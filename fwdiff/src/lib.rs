//! Forward-mode differentiation of compositions of elementary operations.
//!
//! A [`Composition`] is an explicit list of tagged steps. Evaluating it at
//! `x0` pushes a `(value, derivative)` pair through every step, so the result
//! is exact up to rounding and its cost grows with the number of steps, not
//! with the size of a symbolic derivative.
//!
//! ```
//! use fwdiff::Composition;
//!
//! // y = cos(x^pi) * log(x)
//! let g = Composition::notebook_example();
//! let y = g.repeat(2).evaluate(1.9).unwrap();
//! assert!((y.value() - -1.5346823414986814).abs() < 1e-12);
//! assert!((y.derivative() - -34.03241959914048).abs() < 1e-10);
//! ```

pub mod composition;
pub mod error;
pub mod eval;
pub mod finite_diff;
pub mod op;
pub mod parse;
pub mod render;

pub use composition::Composition;
pub use dual_number::Dual;
pub use error::{EvalError, EvalResult, FiniteDiffError, ParseError};
pub use eval::Tangent;
pub use finite_diff::{Scheme, StepStudy, centered_difference, forward_difference, scaled_step};
pub use op::{Op, Operand, Slot};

◆ ◆ ◆

#### What is being asked:
Output the line holding "pub mod finite_diff;", then every later line through the end of the records above, exactly as given and nothing else.

#### Exercise response:
pub mod finite_diff;
pub mod op;
pub mod parse;
pub mod render;

pub use composition::Composition;
pub use dual_number::Dual;
pub use error::{EvalError, EvalResult, FiniteDiffError, ParseError};
pub use eval::Tangent;
pub use finite_diff::{Scheme, StepStudy, centered_difference, forward_difference, scaled_step};
pub use op::{Op, Operand, Slot};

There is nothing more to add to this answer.